How exactly does online personal maths tuition work?
When I decided to start working with students online, I wanted to make it as intuitive and personal as possible.
During tutoring, we talk over the phone or on Skype. We write using a digital pen tablet (that I mail to the student). When students write with the digital pen on the tablet, their handwriting shows up on the computer screen. We see each other’s work by using the pen tablet to write on an interactive online whiteboard. That way, I see what the student writes as they write it, and they see what I write as I write it.
It’s like sitting next to each other writing on the same piece of paper, except we don’t have to be sitting next to each other! (Here’s a quick online math tutoring demo.)
Why do some families choose online rather than face to face maths tutoring?
Most parents come to me for online tutoring because they believe I can help their kid. Sometimes their kid has a unique learning style and they’ve tried tutors in their area but haven’t been able to find one that’s a good fit. Also, parents call me because they see online tutoring as a way their kid can work with an experienced math tutor even if they’re in a rural area or living abroad.
For most students, if the trust and connection is there, whether the tutoring happens online or in person doesn’t really matter. They’re just different ways for students to get the customized help that they need.
Give us your Top 3 pieces of advice to parents looking to support their children’s maths learning.
1) Math is a skill, not a talent. Math is not something that you demonstrate that you “have” or “don’t have”—it’s an ability that’s developed over time with practice. This is the most important thing you can demonstrate to your kid. Tell them it’s okay to make mistakes. Explain that when something feels difficult, it’s just a normal part of the learning process that everyone goes through.

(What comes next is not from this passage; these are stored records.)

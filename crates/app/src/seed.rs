//! Demo data for a fresh session
//!
//! There is no backend yet; the desk starts from this seed every run. Edit
//! times and bookings are relative to the start of the session.

use chrono::{DateTime, Duration, FixedOffset, Utc};
use leaddesk_core::{
    next_available_hour, resolve_event_times, CrmConfig, EventDraft, EventKind, Lead, Result,
    TimeOfDay, Workspace, HOT_TAG,
};

fn demo_leads(now: DateTime<Utc>) -> Vec<Lead> {
    vec![
        Lead::new("1", "Page", now - Duration::days(5))
            .with_sku("SKU-476396")
            .with_source("Website")
            .with_intention("Within 1 week - owner - trading in for a newer car")
            .with_phone("097****977")
            .with_vehicle("Toyota Camry 2.5")
            .with_warehouse_link("Link")
            .with_tag("OTP")
            .with_tag("Returning customer")
            .with_tag(HOT_TAG),
        Lead::new("2", "Huynh Xuan Phong", now - Duration::days(1))
            .with_sku("SKU-162351")
            .with_source("Referral")
            .with_intention("N/A")
            .with_phone("096****914")
            .with_vehicle("Honda Civic 1.5")
            .with_warehouse_link("Link")
            .with_tag("OTP")
            .with_tag("Inspected"),
        Lead::new("3", "Nguyen Thi Hoa", now - Duration::days(4))
            .with_sku("SKU-579229")
            .with_source("Direct")
            .with_intention("N/A")
            .with_phone("077****701")
            .with_vehicle("Mercedes GLC 300")
            .with_warehouse_link("Link")
            .with_tag("OTP"),
        Lead::new("4", "Tran Van Nam", now - Duration::days(6))
            .with_sku("SKU-298347")
            .with_source("Exhibition")
            .with_intention("Looking for a luxury SUV - ready to buy within 2 weeks")
            .with_phone("090****234")
            .with_vehicle("BMW X5")
            .with_warehouse_link("Link")
            .with_tag("Inspected")
            .with_tag("Returning customer")
            .with_tag(HOT_TAG),
        Lead::new("5", "Le Minh Tuan", now - Duration::days(2))
            .with_sku("SKU-438901")
            .with_source("Social Media")
            .with_intention("First time buyer - needs financing options")
            .with_phone("098****567")
            .with_vehicle("Hyundai Accent")
            .with_warehouse_link("Link")
            .with_tag("OTP"),
    ]
}

/// Seed leads plus a few bookings spread over the coming days
pub fn demo_workspace(now: &DateTime<FixedOffset>, config: &CrmConfig) -> Result<Workspace> {
    let mut workspace = Workspace::new(demo_leads(now.with_timezone(&Utc)));
    let tz = now.timezone();
    let first_slot = next_available_hour(now);

    let bookings = [
        ("1", "Call about trade-in", EventKind::Call, 0),
        ("4", "Inspect BMW X5", EventKind::Inspection, 1),
        ("2", "Test drive", EventKind::Meeting, 3),
        ("3", "Follow-up call", EventKind::Call, 9),
    ];

    for (lead_id, title, kind, days_out) in bookings {
        let Some(lead) = workspace.find_lead(lead_id) else {
            continue;
        };
        let start = first_slot + Duration::days(days_out);
        let times = resolve_event_times(
            start.date_naive(),
            TimeOfDay::of(&start),
            config.default_event_minutes,
            &tz,
        )?;
        let draft = EventDraft::new(title, lead, times)
            .with_kind(kind)
            .with_reminder_offset(config.reminder_offset_minutes);
        workspace.add_event(draft)?;
    }

    Ok(workspace)
}
//! Error types for LeadDesk Core

use chrono::{DateTime, Utc};
use thiserror::Error;

#[derive(Error, Debug)]
pub enum Error {
    #[error("Validation failed: {0}")]
    Validation(String),

    #[error("Invalid time: {0}")]
    InvalidTime(String),

    #[error("Event must end after it starts (start {start}, end {end})")]
    InvalidSpan {
        start: DateTime<Utc>,
        end: DateTime<Utc>,
    },

    #[error("Not found: {0}")]
    NotFound(String),

    #[error("Config error: {0}")]
    Config(#[from] toml::de::Error),

    #[error("IO error: {0}")]
    Io(#[from] std::io::Error),

    #[error("Serialization error: {0}")]
    Serialization(#[from] serde_json::Error),
}

pub type Result<T> = std::result::Result<T, Error>;
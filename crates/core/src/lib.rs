//! LeadDesk Core Library
//!
//! Lead models, staleness, lead filtering, event scheduling, and the
//! in-memory session workspace for the LeadDesk CRM.

pub mod config;
pub mod error;
pub mod filter;
pub mod invariants;
pub mod models;
pub mod schedule;
pub mod staleness;
pub mod workspace;

pub use config::CrmConfig;
pub use error::{Error, Result};
pub use filter::{
    all_tags, filter_by_last_update, filter_leads, unique_sources, LeadFilter, SourceFilter,
    StatusFilter,
};
pub use models::*;
pub use schedule::*;
pub use staleness::{days_since, is_stale, DEFAULT_STALE_THRESHOLD_DAYS};
pub use workspace::Workspace;
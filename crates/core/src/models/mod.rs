//! Data models for LeadDesk

mod event;
mod lead;

pub use event::*;
pub use lead::*;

2) Also, if what you’re doing isn’t working, try something different. If a kid has been trying to learn multiplication tables with flashcards and they can’t remember 7×8 to save their life, it doesn’t mean they’ll never get it; it just means it’s time to try a different tactic, like Rockin’ the Standards’ multiplication songs, or building the facts with manipulatives.
Same thing with textbooks—if a textbook really doesn’t make any sense to your kid, try a different one, get a copy of a Danica McKellar math book, or watch some youtube tutorials together. There’s a ton of good math information out there, and there’s no reason to suffer if you’re in a situation where your kid’s not learning.
3) Be patient and stay positive. Don’t take what they don’t understand personally. They might not yet have learned stuff you think is easy or basic. If your kid doesn’t get an explanation right away, try explaining it another way. Ask them to explain the parts they do understand to you. Get out their notes, handouts, textbook and work through some examples together.
Likewise, even if you haven’t added fractions or done long division in decades, be patient with yourself. Don’t be afraid to get in there and re-learn the material. It’s okay to tell your kid that you don’t know how to do it, and then model what to do when you’re stuck. That’s one of the most important skills you can ever demonstrate to your kid!